Le sentiment général de l’humanité est qu’un homme qui ne se bat pas pour lui-même, lorsqu’il en a les moyens, ne vaut pas la peine d’être combattu par les autres, et ce sentiment est juste. En effet, un homme qui n’apprécie pas la liberté pour lui-même ne l’appréciera jamais pour les autres, et ne s’exposera à aucun inconvénient pour la gagner pour les autres. Un tel homme, dit le monde, peut se coucher jusqu’à ce qu’il ait assez de bon sens pour se lever. Il est inutile et cruel de mettre un homme sur ses jambes, si l’instant d’après sa tête doit être amenée contre une margelle.
Un homme de ce type ne mettra jamais le monde dans une obligation quelconque envers lui, mais sera un indigent moral, un frein aux roues de la société, et s’il est aussi identifié à une variété particulière de la race, il entraînera la disgrâce de sa race aussi bien que de lui-même. Le monde dans lequel nous vivons est très accommodant pour toutes sortes de personnes. Il coopérera avec eux dans toutes les mesures qu’ils proposent ; il aidera ceux qui s’aident sérieusement et gênera ceux qui se gênent eux-mêmes. Elle est très polie et n’offre jamais ses services sans qu’on le lui demande. Ses faveurs envers les individus sont mesurées par un principe infaillible : respecter ceux qui se respectent eux-mêmes, et mépriser ceux qui se méprisent eux-mêmes. Il n’est pas dans le pouvoir de la nature humaine de persévérer à plaindre un peuple qui est insensible à ses propres torts et indifférent à la réalisation de ses propres droits. Le poète était aussi fidèle au bon sens qu’à la poésie lorsqu’il a dit :
Qui veut être libre, doit lui-même porter le coup.
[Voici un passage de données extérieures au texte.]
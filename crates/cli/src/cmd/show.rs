use std::path::Path;

use anyhow::{Result, anyhow};

use modgraph_lib::HostVersion;

use crate::cmd::{Flags, load_and_resolve};
use crate::output::{format_list, print_json, print_stat, print_success};

pub fn cmd_show(module: &str, source: &Path, host_version: Option<HostVersion>, flags: &Flags) -> Result<()> {
  let resolution = load_and_resolve(source, host_version, flags)?;
  let resolved = resolution
    .module(module)
    .ok_or_else(|| anyhow!("Module '{}' is not registered", module))?;

  if flags.output.is_json() {
    return print_json(resolved);
  }

  print_success(&format!("{} (host {})", resolved.name, resolution.host_version()));
  print_stat("Root", &resolved.root.display().to_string());
  print_stat("Precompiled headers", resolved.pch.as_str());
  print_stat("Include hygiene", &resolved.include_hygiene.to_string());
  print_stat("Legacy include paths", &resolved.legacy_include_paths.to_string());
  print_stat("Public dependencies", &format_list(&resolved.public_dependencies));
  print_stat("Private dependencies", &format_list(&resolved.private_dependencies));
  print_stat("Links", &format_list(&resolved.link_dependencies));
  print_stat("Runtime dependencies", &format_list(&resolved.runtime_dependencies));
  print_stat("Include-path modules", &format_list(&resolved.private_include_path_modules));

  println!();
  println!("Include roots:");
  for root in &resolved.include_roots {
    println!("  {}", root.display());
  }

  Ok(())
}
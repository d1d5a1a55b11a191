use std::collections::HashMap;

use modgraph_lib::ModuleDecl;
use modgraph_lib::util::hash::Hashable;
use proptest::prelude::*;

use super::common::{registry_of, v};

/// Random acyclic module sets. Module `i` may only depend on modules `j < i`;
/// names are shuffled so name order says nothing about dependency order.
fn acyclic_modules() -> impl Strategy<Value = Vec<ModuleDecl>> {
  (1usize..12)
    .prop_flat_map(|n| {
      (
        Just((0..n).collect::<Vec<usize>>()).prop_shuffle(),
        prop::collection::vec(prop::collection::vec(0u8..3, n), n),
      )
    })
    .prop_map(|(names, edges)| {
      let name = |i: usize| format!("M{:02}", names[i]);
      (0..names.len())
        .map(|i| {
          let mut decl = ModuleDecl::new(name(i));
          for (j, kind) in edges[i].iter().enumerate().take(i) {
            decl = match *kind {
              1 => decl.private_dep(name(j)),
              2 => decl.public_dep(name(j)),
              _ => decl,
            };
          }
          decl
        })
        .collect::<Vec<_>>()
    })
}

proptest! {
  #[test]
  fn build_order_respects_every_edge(decls in acyclic_modules()) {
    let resolution = registry_of(&decls).resolve(&v("5.0")).unwrap();
    let order = resolution.build_order();
    prop_assert_eq!(order.len(), decls.len());

    let position: HashMap<&str, usize> = order.iter().enumerate().map(|(i, n)| (n.as_str(), i)).collect();
    for decl in &decls {
      for dep in decl.public_dependencies.iter().chain(&decl.private_dependencies) {
        prop_assert!(position[dep.as_str()] < position[decl.name.as_str()]);
      }

      let module = resolution.module(&decl.name).unwrap();
      for dep in &module.link_dependencies {
        prop_assert!(position[dep.as_str()] < position[decl.name.as_str()]);
      }
    }
  }

  #[test]
  fn registration_order_does_not_matter(decls in acyclic_modules()) {
    let forward = registry_of(&decls).resolve(&v("5.0")).unwrap();

    let mut reversed = decls.clone();
    reversed.reverse();
    let backward = registry_of(&reversed).resolve(&v("5.0")).unwrap();

    prop_assert_eq!(forward.build_order(), backward.build_order());
    prop_assert_eq!(forward.fingerprint().unwrap(), backward.fingerprint().unwrap());
  }
}
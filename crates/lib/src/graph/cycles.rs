//! Cycle detection.
//!
//! A depth-first traversal marks each module unvisited, in progress or done.
//! An edge into an in-progress module closes a cycle, whose path is read off
//! the traversal stack. Cycles found inside the same strongly connected
//! component share modules and are merged into one [`Cycle`] report.

use std::collections::{BTreeSet, HashMap};
use std::fmt;

use petgraph::Direction;
use petgraph::algo::tarjan_scc;
use petgraph::graph::NodeIndex;
use serde::Serialize;
use tracing::warn;

use super::ModuleGraph;

/// One merged cycle report.
#[derive(Debug, Clone, PartialEq, Eq, Serialize)]
pub struct Cycle {
  /// Every module taking part in the merged cycles.
  pub modules: BTreeSet<String>,

  /// Each detected cycle as a closed path, e.g. `[A, B, A]`.
  pub paths: Vec<Vec<String>>,
}

impl Cycle {
  pub fn contains(&self, module: &str) -> bool {
    self.modules.contains(module)
  }
}

impl fmt::Display for Cycle {
  fn fmt(&self, f: &mut fmt::Formatter<'_>) -> fmt::Result {
    let paths: Vec<String> = self.paths.iter().map(|p| p.join(" -> ")).collect();
    write!(f, "{}", paths.join("; "))
  }
}

#[derive(Debug, Clone, Copy, PartialEq, Eq)]
enum Mark {
  InProgress,
  Done,
}

impl ModuleGraph {
  /// Find every compile-time cycle, merged per strongly connected component.
  ///
  /// Modules and their dependencies are visited in ascending name order, so the
  /// result is identical across runs.
  pub fn find_cycles(&self) -> Vec<Cycle> {
    let mut marks: HashMap<NodeIndex, Mark> = HashMap::new();
    let mut stack: Vec<NodeIndex> = Vec::new();
    let mut found: Vec<Vec<NodeIndex>> = Vec::new();

    for &start in self.nodes.values() {
      if !marks.contains_key(&start) {
        self.visit(start, &mut marks, &mut stack, &mut found);
      }
    }

    if found.is_empty() {
      return Vec::new();
    }

    let mut component_of: HashMap<NodeIndex, usize> = HashMap::new();
    for (component, members) in tarjan_scc(&self.graph).into_iter().enumerate() {
      for idx in members {
        component_of.insert(idx, component);
      }
    }

    // Merge in discovery order so the report order is stable too.
    let mut reports: Vec<(usize, Cycle)> = Vec::new();
    for path in found {
      let component = component_of[&path[0]];
      let names: Vec<String> = path.iter().map(|&idx| self.graph[idx].clone()).collect();

      match reports.iter_mut().find(|(c, _)| *c == component) {
        Some((_, cycle)) => {
          cycle.modules.extend(names.iter().cloned());
          cycle.paths.push(names);
        }
        None => reports.push((
          component,
          Cycle {
            modules: names.iter().cloned().collect(),
            paths: vec![names],
          },
        )),
      }
    }

    for (_, cycle) in &reports {
      warn!(cycle = %cycle, "dependency cycle detected");
    }

    reports.into_iter().map(|(_, cycle)| cycle).collect()
  }

  /// Depth-first walk from `start`, iterative so long chains do not grow the call stack.
  fn visit(
    &self,
    start: NodeIndex,
    marks: &mut HashMap<NodeIndex, Mark>,
    stack: &mut Vec<NodeIndex>,
    found: &mut Vec<Vec<NodeIndex>>,
  ) {
    // (module, its dependencies in name order, next dependency to follow)
    let mut frames: Vec<(NodeIndex, Vec<NodeIndex>, usize)> = Vec::new();
    self.enter(start, marks, stack, &mut frames);

    while let Some((idx, deps, next)) = frames.last_mut() {
      let Some(&dep) = deps.get(*next) else {
        marks.insert(*idx, Mark::Done);
        stack.pop();
        frames.pop();
        continue;
      };
      *next += 1;

      match marks.get(&dep) {
        None => self.enter(dep, marks, stack, &mut frames),
        Some(Mark::InProgress) => {
          if let Some(pos) = stack.iter().position(|&n| n == dep) {
            let mut path = stack[pos..].to_vec();
            path.push(dep);
            found.push(path);
          }
        }
        Some(Mark::Done) => {}
      }
    }
  }

  fn enter(
    &self,
    idx: NodeIndex,
    marks: &mut HashMap<NodeIndex, Mark>,
    stack: &mut Vec<NodeIndex>,
    frames: &mut Vec<(NodeIndex, Vec<NodeIndex>, usize)>,
  ) {
    marks.insert(idx, Mark::InProgress);
    stack.push(idx);

    let mut deps = self.distinct_neighbors(idx, Direction::Outgoing);
    deps.sort_by(|a, b| self.graph[*a].cmp(&self.graph[*b]));
    frames.push((idx, deps, 0));
  }
}
//! Validated descriptor types.
//!
//! Everything here is produced by [`ModuleDescriptor::from_decl`] and is
//! read-only afterwards: fields are private and exposed through accessors.

use std::collections::BTreeSet;
use std::fmt;
use std::path::{Path, PathBuf};

use serde::{Deserialize, Serialize};

use crate::version::{HostVersion, VersionPredicate};

/// Precompiled-header strategy for a module.
#[derive(Debug, Clone, Copy, Default, PartialEq, Eq, Hash, Serialize, Deserialize)]
#[serde(rename_all = "kebab-case")]
pub enum PchMode {
  /// No precompiled header.
  None,
  /// Use the shared precompiled header of the host.
  Shared,
  /// Use the module's own precompiled header if it declares one, else the shared one.
  #[default]
  ExplicitOrShared,
}

impl PchMode {
  pub fn as_str(&self) -> &'static str {
    match self {
      PchMode::None => "none",
      PchMode::Shared => "shared",
      PchMode::ExplicitOrShared => "explicit-or-shared",
    }
  }
}

impl fmt::Display for PchMode {
  fn fmt(&self, f: &mut fmt::Formatter<'_>) -> fmt::Result {
    f.write_str(self.as_str())
  }
}

/// The fields of a descriptor that regions can add to.
///
/// Used for both the unconditional part of a descriptor and the body of each
/// region branch. Singleton fields are `None` when the body leaves them unset.
#[derive(Debug, Clone, Default, PartialEq, Eq)]
pub struct DescriptorBody {
  pub(crate) pch: Option<PchMode>,
  pub(crate) include_hygiene: Option<bool>,
  pub(crate) legacy_include_paths: Option<bool>,
  pub(crate) public_include_roots: Vec<PathBuf>,
  pub(crate) private_include_roots: Vec<PathBuf>,
  pub(crate) public_dependencies: BTreeSet<String>,
  pub(crate) private_dependencies: BTreeSet<String>,
  pub(crate) runtime_dependencies: BTreeSet<String>,
  pub(crate) private_include_path_modules: BTreeSet<String>,
}

impl DescriptorBody {
  pub fn pch(&self) -> Option<PchMode> {
    self.pch
  }

  pub fn include_hygiene(&self) -> Option<bool> {
    self.include_hygiene
  }

  pub fn legacy_include_paths(&self) -> Option<bool> {
    self.legacy_include_paths
  }

  pub fn public_include_roots(&self) -> &[PathBuf] {
    &self.public_include_roots
  }

  pub fn private_include_roots(&self) -> &[PathBuf] {
    &self.private_include_roots
  }

  pub fn public_dependencies(&self) -> &BTreeSet<String> {
    &self.public_dependencies
  }

  pub fn private_dependencies(&self) -> &BTreeSet<String> {
    &self.private_dependencies
  }

  pub fn runtime_dependencies(&self) -> &BTreeSet<String> {
    &self.runtime_dependencies
  }

  pub fn private_include_path_modules(&self) -> &BTreeSet<String> {
    &self.private_include_path_modules
  }

  pub fn is_empty(&self) -> bool {
    *self == Self::default()
  }
}

/// One guarded branch of a [`ConditionalRegion`].
#[derive(Debug, Clone, PartialEq, Eq)]
pub struct RegionBranch {
  pub(crate) when: VersionPredicate,
  pub(crate) body: DescriptorBody,
}

impl RegionBranch {
  pub fn when(&self) -> &VersionPredicate {
    &self.when
  }

  pub fn body(&self) -> &DescriptorBody {
    &self.body
  }
}

/// A version-conditioned region.
///
/// Range branches never overlap and an `otherwise` branch can only come last,
/// so at most one branch is active for any host version.
#[derive(Debug, Clone, PartialEq, Eq)]
pub struct ConditionalRegion {
  pub(crate) branches: Vec<RegionBranch>,
}

impl ConditionalRegion {
  pub fn branches(&self) -> &[RegionBranch] {
    &self.branches
  }

  /// The branch active for `version`, if any.
  pub fn active_branch(&self, version: &HostVersion) -> Option<&RegionBranch> {
    self
      .branches
      .iter()
      .find(|branch| match &branch.when {
        VersionPredicate::Range(range) => range.contains(version),
        VersionPredicate::Otherwise => false,
      })
      .or_else(|| self.branches.iter().find(|branch| branch.when.is_otherwise()))
  }
}

/// An immutable, validated module declaration.
#[derive(Debug, Clone, PartialEq, Eq)]
pub struct ModuleDescriptor {
  pub(crate) name: String,
  pub(crate) root: PathBuf,
  pub(crate) pch: PchMode,
  pub(crate) include_hygiene: bool,
  pub(crate) legacy_include_paths: bool,
  pub(crate) base: DescriptorBody,
  pub(crate) regions: Vec<ConditionalRegion>,
}

impl ModuleDescriptor {
  pub fn name(&self) -> &str {
    &self.name
  }

  pub fn root(&self) -> &Path {
    &self.root
  }

  pub fn pch(&self) -> PchMode {
    self.pch
  }

  pub fn include_hygiene(&self) -> bool {
    self.include_hygiene
  }

  pub fn legacy_include_paths(&self) -> bool {
    self.legacy_include_paths
  }

  /// The unconditional part of the declaration. Its singleton fields are
  /// always `None`; see [`Self::pch`] and friends for the authored values.
  pub fn base(&self) -> &DescriptorBody {
    &self.base
  }

  pub fn regions(&self) -> &[ConditionalRegion] {
    &self.regions
  }
}
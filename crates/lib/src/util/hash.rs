//! Fingerprints of serializable values.
//!
//! A fingerprint is a truncated SHA-256 of the value's JSON serialization. Two
//! resolutions of the same input produce the same fingerprint, which makes it a
//! cheap way to compare results across runs.

use serde::{Deserialize, Serialize};
use sha2::{Digest, Sha256};

use crate::consts::FINGERPRINT_LEN;

pub type HashError = serde_json::Error;

/// A 20-character lowercase hexadecimal digest, e.g. `"a1b2c3d4e5f6789012ab"`.
#[derive(Debug, Clone, PartialEq, Eq, PartialOrd, Ord, Hash, Serialize, Deserialize)]
pub struct Fingerprint(pub String);

impl std::fmt::Display for Fingerprint {
  fn fmt(&self, f: &mut std::fmt::Formatter<'_>) -> std::fmt::Result {
    write!(f, "{}", self.0)
  }
}

pub trait Hashable: Serialize {
  fn fingerprint(&self) -> Result<Fingerprint, HashError> {
    let serialized = serde_json::to_string(self)?;
    let mut hasher = Sha256::new();
    hasher.update(serialized.as_bytes());
    let full = format!("{:x}", hasher.finalize());
    Ok(Fingerprint(full[..FINGERPRINT_LEN].to_string()))
  }
}
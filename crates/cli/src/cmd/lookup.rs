use std::path::Path;

use anyhow::{Result, bail};

use modgraph_lib::HostVersion;

use crate::cmd::{Flags, load_and_resolve};
use crate::output::{format_list, print_error, print_json, print_stat, print_success, symbols};

pub fn cmd_lookup(name: &str, source: &Path, host_version: Option<HostVersion>, flags: &Flags) -> Result<()> {
  let resolution = load_and_resolve(source, host_version, flags)?;
  let runtime = resolution.runtime();

  let handle = match runtime.lookup(name) {
    Ok(handle) => handle,
    Err(e) => {
      if let Some(requesters) = runtime.requested_by(name) {
        print_error(&format!("'{}' is requested by {} but not registered", name, format_list(requesters)));
      }
      bail!(e);
    }
  };

  if flags.output.is_json() {
    return print_json(&handle);
  }

  print_success(&format!("{} {} {}", handle.name, symbols::ARROW, handle.root.display()));
  print_stat("Build position", &(handle.build_index + 1).to_string());
  if let Some(requesters) = runtime.requested_by(name) {
    print_stat("Requested by", &format_list(requesters));
  }

  Ok(())
}
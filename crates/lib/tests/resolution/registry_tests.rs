use modgraph_lib::consts::{HOST_VERSION_ENV, SKIP_PATH_CHECKS_ENV};
use modgraph_lib::descriptor::ValidateOptions;
use modgraph_lib::discover::discover;
use modgraph_lib::{DescriptorError, ModuleRegistry, RegistryError, ResolveConfig};
use serial_test::serial;

use super::common::{ModuleTree, engine_tree, v};

#[test]
fn duplicate_name_keeps_first_registration() {
  let tree = ModuleTree::new();
  let first = tree.module_at("First", "Core", &["Public"], "public_include_roots = [\"Public\"]\n");
  tree.module_at("Second", "Core", &[], "private_dependencies = [\"Engine\"]\n");

  let (registry, report) = tree.registry();
  assert_eq!(report.registered, vec!["Core"]);
  assert_eq!(
    report.failed,
    vec![DescriptorError::DuplicateModule {
      name: "Core".to_string()
    }]
  );

  let resolution = registry.resolve(&v("5.0")).unwrap();
  assert_eq!(resolution.build_order(), &["Core"]);
  assert_eq!(resolution.module("Core").unwrap().root, first);
}

#[test]
fn invalid_module_does_not_block_the_rest() {
  let tree = engine_tree();
  tree.module("Broken", &[], "private_dependencies = [\"Broken\"]\n");

  let (registry, report) = tree.registry();
  assert_eq!(report.failed.len(), 1);
  assert_eq!(report.failed[0].module(), "Broken");
  assert_eq!(registry.len(), 3);
  assert!(registry.resolve(&v("5.0")).is_ok());
}

#[test]
fn parallel_and_serial_validation_agree() {
  let tree = engine_tree();
  tree.module("Escapes", &[], "public_include_roots = [\"../Core/Public\"]\n");
  let decls = discover(tree.path()).unwrap().decls;

  let mut parallel = ModuleRegistry::new();
  let mut serial = ModuleRegistry::new();
  let a = parallel.register_decls(&decls, &ValidateOptions::default(), true);
  let b = serial.register_decls(&decls, &ValidateOptions::default(), false);

  assert_eq!(a.registered, b.registered);
  assert_eq!(a.failed, b.failed);
  assert!(matches!(a.failed[0], DescriptorError::InvalidIncludePath { .. }));
}

#[test]
#[serial]
fn config_from_env_drives_resolution() {
  let tree = ModuleTree::new();
  tree.module("Core", &[], "public_include_roots = [\"NotCreated\"]\n");
  let decls = discover(tree.path()).unwrap().decls;

  temp_env::with_vars(
    [(HOST_VERSION_ENV, Some("4.26.2")), (SKIP_PATH_CHECKS_ENV, Some("1"))],
    || {
      let config = ResolveConfig::from_env().unwrap();
      let mut registry = ModuleRegistry::new();
      let report = registry.register_decls(&decls, &config.validate_options(), config.parallel_validation);
      assert!(report.is_ok());

      let resolution = registry.resolve_with(&config).unwrap();
      assert_eq!(resolution.host_version(), v("4.26.2"));
    },
  );
}

#[test]
#[serial]
fn missing_host_version_is_a_config_error() {
  temp_env::with_vars([(HOST_VERSION_ENV, None::<&str>)], || {
    let config = ResolveConfig::from_env().unwrap();
    let err = ModuleRegistry::new().resolve_with(&config).unwrap_err();
    assert!(matches!(err, RegistryError::Config(_)));
  });
}
mod common;

mod end_to_end_tests;
mod graph_tests;
mod property_tests;
mod region_tests;
mod registry_tests;
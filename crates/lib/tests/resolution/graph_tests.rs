use std::collections::BTreeSet;

use modgraph_lib::ModuleDecl;
use modgraph_lib::ResolveError;

use super::common::{registry_of, v};

fn names(items: &[&str]) -> BTreeSet<String> {
  items.iter().map(|s| s.to_string()).collect()
}

#[test]
fn two_module_cycle_names_both() {
  let registry = registry_of(&[
    ModuleDecl::new("A").private_dep("B"),
    ModuleDecl::new("B").public_dep("A"),
  ]);

  let err = registry.resolve(&v("5.0")).unwrap_err();
  let ResolveError::CyclicDependency { cycles } = &err else {
    panic!("expected CyclicDependency, got {err:?}");
  };
  assert_eq!(cycles.len(), 1);
  assert_eq!(cycles[0].modules, names(&["A", "B"]));
  assert!(err.to_string().contains("A -> B -> A"));
}

#[test]
fn every_cycle_is_reported_at_once() {
  let registry = registry_of(&[
    ModuleDecl::new("A").private_dep("B"),
    ModuleDecl::new("B").private_dep("A"),
    ModuleDecl::new("Core"),
    ModuleDecl::new("X").private_dep("Y").private_dep("Core"),
    ModuleDecl::new("Y").private_dep("Z"),
    ModuleDecl::new("Z").private_dep("X"),
  ]);

  let err = registry.resolve(&v("5.0")).unwrap_err();
  let ResolveError::CyclicDependency { cycles } = &err else {
    panic!("expected CyclicDependency, got {err:?}");
  };
  assert_eq!(cycles.len(), 2);
  assert_eq!(err.modules(), names(&["A", "B", "X", "Y", "Z"]));
}

#[test]
fn runtime_and_include_path_cycles_are_allowed() {
  let registry = registry_of(&[
    ModuleDecl::new("Editor").private_dep("Core").runtime_dep("GraphEditor"),
    ModuleDecl::new("GraphEditor")
      .private_dep("Editor")
      .include_path_module("Editor"),
    ModuleDecl::new("Core").runtime_dep("Editor").include_path_module("GraphEditor"),
  ]);

  let resolution = registry.resolve(&v("5.0")).unwrap();
  assert_eq!(resolution.build_order(), &["Core", "Editor", "GraphEditor"]);
  assert_eq!(resolution.runtime().lookup("GraphEditor").unwrap().build_index, 2);
  assert_eq!(resolution.runtime().lookup("Editor").unwrap().build_index, 1);
}

#[test]
fn unresolved_names_list_every_referrer() {
  let registry = registry_of(&[
    ModuleDecl::new("Editor").private_dep("Slate").private_dep("Core"),
    ModuleDecl::new("Tools").public_dep("Slate"),
    ModuleDecl::new("Core").include_path_module("Renderer"),
  ]);

  let err = registry.resolve(&v("5.0")).unwrap_err();
  let ResolveError::UnresolvedDependency { missing } = &err else {
    panic!("expected UnresolvedDependency, got {err:?}");
  };
  assert_eq!(missing.len(), 2);
  assert_eq!(missing["Slate"], names(&["Editor", "Tools"]));
  assert_eq!(missing["Renderer"], names(&["Core"]));
}

#[test]
fn public_propagation_reaches_transitive_dependents() {
  // C depends on A, A publicly depends on B.
  let registry = registry_of(&[
    ModuleDecl::new("B").with_root("/src/B").public_include("Public"),
    ModuleDecl::new("A").with_root("/src/A").public_dep("B"),
    ModuleDecl::new("C").with_root("/src/C").private_dep("A"),
  ]);

  let resolution = registry.resolve(&v("5.0")).unwrap();
  let c = resolution.module("C").unwrap();
  assert!(c.include_roots.contains(&"/src/B/Public".into()));
  assert_eq!(c.link_dependencies, vec!["B", "A"]);
  assert!(!c.private_dependencies.contains("B"));
}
Quand O’Connell, avec toute l’Irlande sur son dos, était censé lutter pour les justes droits et libertés de l’Irlande, les sympathies de l’humanité étaient avec lui, et même ses ennemis étaient obligés de respecter son patriotisme. Kossuth, luttant pour la Hongrie avec sa plume longtemps après qu’elle soit tombée par l’épée, s’est attiré la sympathie et le soutien du monde libéral jusqu’à ce que ses propres espoirs s’éteignent. Les Turcs, alors qu’ils se battaient courageusement pour eux-mêmes et qu’ils repoussaient les légions envahissantes de la Russie, partageaient l’admiration de l’humanité. Ils défendaient leurs propres droits contre un ennemi arrogant et puissant ; mais dès qu’ils ont livré leur combat aux Alliés, l’admiration a fait place au mépris. Ce ne sont pas les maximes et les enseignements d’un monde sans cœur. Le christianisme lui-même enseigne que l’homme doit subvenir aux besoins de sa propre maison. Cela concerne aussi bien les nations que les individus. Les nations, pas plus que les individus, ne peuvent être innocemment imprévoyantes. Elles doivent pourvoir à tous les besoins – mentaux, moraux et religieux – et à tous les maux auxquels elles sont exposées en tant que nations. Dans la grande lutte qui progresse actuellement pour la liberté et l’élévation de notre peuple, nous devrions être trouvés à l’œuvre de toutes nos forces, résolus à ce qu’aucun homme ou ensemble d’hommes ne soit plus abondant en travaux, selon la mesure de nos capacités, que nous-mêmes.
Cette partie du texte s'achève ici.